The darkness never wins. The suffering cannot prevail.
But that does not mean the suffering is not real, that it did not happen.
This has been my Good Friday year. And so many well-meaning people, in an effort to cheer me up, insist that I shouldn’t dwell on the hard stuff. This is akin to telling me, “Don’t think of an elephant.” The elephant is real. In fact, it is standing on my foot. Telling me not to think of it, or pretending it’s a mouse instead, or telling me about the elephant in the zoo that once trumpeted so loudly it scared your toddler: those things are not only pointless, but callous in their disregard for the truth of my pain.
Instead: “I know this hurts. Someday it will not hurt as much as it hurts right now. That day may not come on this side of heaven. In the meantime, I will console you and love you in your hurting. I will stand with you in the gap between suffering and redemption.”
This is why we pray Stations of the Cross. This is why we venerate the cross on Good Friday. Because until you have acknowledged the pain in its fullness, borne its truth and finality and undeniability, you cannot have the glory of overcoming it at Easter.
But oh, we can never, never bear it alone.
Christy, this is so beautiful. You are so unbelievably good at this awful, awfully important thing. I can’t imagine a more important question than the one you’re being mauled by, about the nature and purpose of terrible suffering. And confronting it head-on in words like these is an act of (to me) incomprehensible bravery. I wish I were close enough to touch you. I am so sorry you are hurting.
One of the joys of sharing the story is people coming out of the woodwork. It’s too easy to feel trapped in loneliness when I hold it all close to my chest. So while writing is cathartic and healing for me, my real hope is always that my words help someone else feel less alone too. Thank you for reaching out across the miles. <3
Amen. Amen. Too many sweep the full truth of suffering under the rug to hide the ugliest, rawest realities. Thank you for bringing all of it, and Christ’s presence in it, into the light. So beautiful to hear of Mary’s role in it, too.
Easter love to you in this Good Friday year.
I am continually shocked at how many stories of suffering I hear when I offer bits of mine. So many hurts hiding in secret. Thank you for reading and for your encouragement!
“Being chosen” is like being Simon of Cyrene. It’s not like being chosen as winner of The Voice or American Idol. This call to suffering is neither glamorous nor enjoyable. It’s humbling. It hurts. And yet– it is an opportunity to become a saint.
I’m not sure if you’ve seen this video. It helped me not to feel so lonely. https://www.youtube.com/watch?v=HvNF0yFUcx0 As I watch it again, I picture Jesus there in all the scenes. Comforting. Listening. Like Mary and the others at the retreat. Providing the encouragement to keep going for one more day.
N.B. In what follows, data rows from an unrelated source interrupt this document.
//! Directory collapsing and navigation listings.
//!
//! A directory with exactly one navigable child (a page, or a directory that
//! holds pages) is noise: it gets no page of its own, and links to it go
//! straight through to that child. Every other page directory without an
//! index file gets a synthetic nav page when `auto_nav_pages` is on.
//!
//! ```text
//! src/
//! ├── index.md
//! ├── blog/            two children, no index → nav page /blog/
//! │   ├── post1.md
//! │   └── post2.md
//! └── docs/            one child → collapses
//!     └── guide/       one child → collapses
//!         └── intro.md root page listing shows /docs/guide/intro/
//! ```
//!
//! [`Navigator`] answers "what does this path link to" with an iterative
//! drill-down guarded by a visited set.

use crate::artifact::{Artifact, Layout};
use crate::paths::PathSet;
use serde_json::Value;
use std::collections::{HashMap, HashSet};
use std::path::{Path, PathBuf};

/// Whether `dir` has exactly one navigable child.
pub fn collapses(paths: &PathSet, dir: &Path) -> bool {
    paths.children(dir).len() == 1
}

/// Page directories that need a synthetic nav page.
///
/// A directory qualifies when no page already claims its destination and it
/// does not collapse.
pub fn auto_nav_dirs(paths: &PathSet, layout: &Layout, claimed: &HashSet<PathBuf>) -> Vec<PathBuf> {
    paths
        .page_dirs
        .iter()
        .filter(|dir| {
            layout
                .dir_destination(dir)
                .is_some_and(|dest| !claimed.contains(&dest))
        })
        .filter(|dir| !collapses(paths, dir))
        .cloned()
        .collect()
}

/// Resolves source paths to the artifacts that represent them.
pub struct Navigator<'a> {
    paths: &'a PathSet,
    layout: &'a Layout,
    artifacts: &'a [Artifact],
    by_source: HashMap<&'a Path, usize>,
    by_destination: HashMap<&'a Path, usize>,
}

impl<'a> Navigator<'a> {
    pub fn new(paths: &'a PathSet, layout: &'a Layout, artifacts: &'a [Artifact]) -> Self {
        let mut by_source = HashMap::new();
        let mut by_destination = HashMap::new();
        for (i, artifact) in artifacts.iter().enumerate() {
            if artifact.kind.is_page() {
                by_source.insert(artifact.source.as_path(), i);
                by_destination.insert(artifact.destination.as_path(), i);
            }
        }
        Self {
            paths,
            layout,
            artifacts,
            by_source,
            by_destination,
        }
    }

    fn live(&self, index: usize) -> Option<usize> {
        self.artifacts[index].is_live().then_some(index)
    }

    /// The artifact a page file or page directory links to.
    ///
    /// Files map to their own artifact. A directory maps to the page that
    /// claims its destination, else drills into its single child while it
    /// collapses, else to its nav page. `None` when nothing represents it.
    pub fn resolve(&self, start: &Path) -> Option<usize> {
        let mut current = start;
        let mut visited: HashSet<&Path> = HashSet::new();
        loop {
            if !visited.insert(current) {
                tracing::warn!(path = %current.display(), "navigation cycle; skipping");
                return None;
            }
            if self.paths.page_paths.contains(current) {
                return self.by_source.get(current).and_then(|&i| self.live(i));
            }
            if let Some(&i) = self
                .layout
                .dir_destination(current)
                .and_then(|dest| self.by_destination.get(dest.as_path()))
            {
                return self.live(i);
            }
            let children = self.paths.children(current);
            if let [only] = children.as_slice() {
                current = *only;
                continue;
            }
            return self.by_source.get(current).and_then(|&i| self.live(i));
        }
    }

    /// One entry per navigable child of `dir`, in path order, deduplicated.
    pub fn listing(&self, dir: &Path) -> Vec<usize> {
        let mut seen = HashSet::new();
        self.paths
            .children(dir)
            .into_iter()
            .filter_map(|child| self.resolve(child))
            .filter(|i| seen.insert(*i))
            .collect()
    }

    /// Top-level navigable units of the site.
    pub fn root_pages(&self) -> Vec<usize> {
        self.listing(&self.paths.source)
    }

    /// The directory whose contents a page introduces.
    ///
    /// Nav pages stand for their directory, `index.*` for its parent, and
    /// `name.*` for a sibling `name/` directory when one holds pages.
    pub fn represented_dir(&self, artifact: &Artifact) -> Option<PathBuf> {
        if !artifact.kind.is_page() {
            return None;
        }
        if artifact.kind == crate::artifact::ArtifactKind::NavPage {
            return Some(artifact.source.clone());
        }
        let stem = artifact.source.file_stem()?;
        let parent = artifact.source.parent()?;
        if stem == "index" {
            return Some(parent.to_path_buf());
        }
        let sibling = parent.join(stem);
        self.paths.page_dirs.contains(&sibling).then_some(sibling)
    }

    /// Pages listed under artifact `index`, sorted by title.
    pub fn sub_pages(&self, index: usize) -> Vec<usize> {
        let Some(dir) = self.represented_dir(&self.artifacts[index]) else {
            return Vec::new();
        };
        let mut subs: Vec<usize> = self
            .listing(&dir)
            .into_iter()
            .filter(|&i| i != index)
            .collect();
        subs.sort_by(|&a, &b| self.sort_title(a).cmp(&self.sort_title(b)));
        subs
    }

    /// Summaries of [`Self::sub_pages`], ready for a template context.
    pub fn sub_page_summaries(&self, index: usize) -> Vec<Value> {
        self.sub_pages(index)
            .into_iter()
            .map(|i| self.artifacts[i].summary())
            .collect()
    }

    fn sort_title(&self, index: usize) -> String {
        self.artifacts[index].title().unwrap_or("").to_lowercase()
    }
}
Thank you for sharing your thoughts– your real, honest, true, raw thoughts. Your words have sparked ideas I need to reflect on on my own journey… I’m going to re- and re- read it in order to process and work through my own situation. Thank you. <3
I love a comment of Mary Lenaburg that I heard in an interview. I don’t have the exact words but it was something like we are all broken in some way. Her daughter’s brokenness was visible from the outside while for many of us our brokenness is on the inside.
I heard that too–I think during the interview she did with Jen Fulwiler at the retreat.
That video. Yikes. It *is* an interesting thought experiment to picture Jesus there. (Or to ask, “Where were you?”)
I struggle for words… your honesty shatters me. Thank You.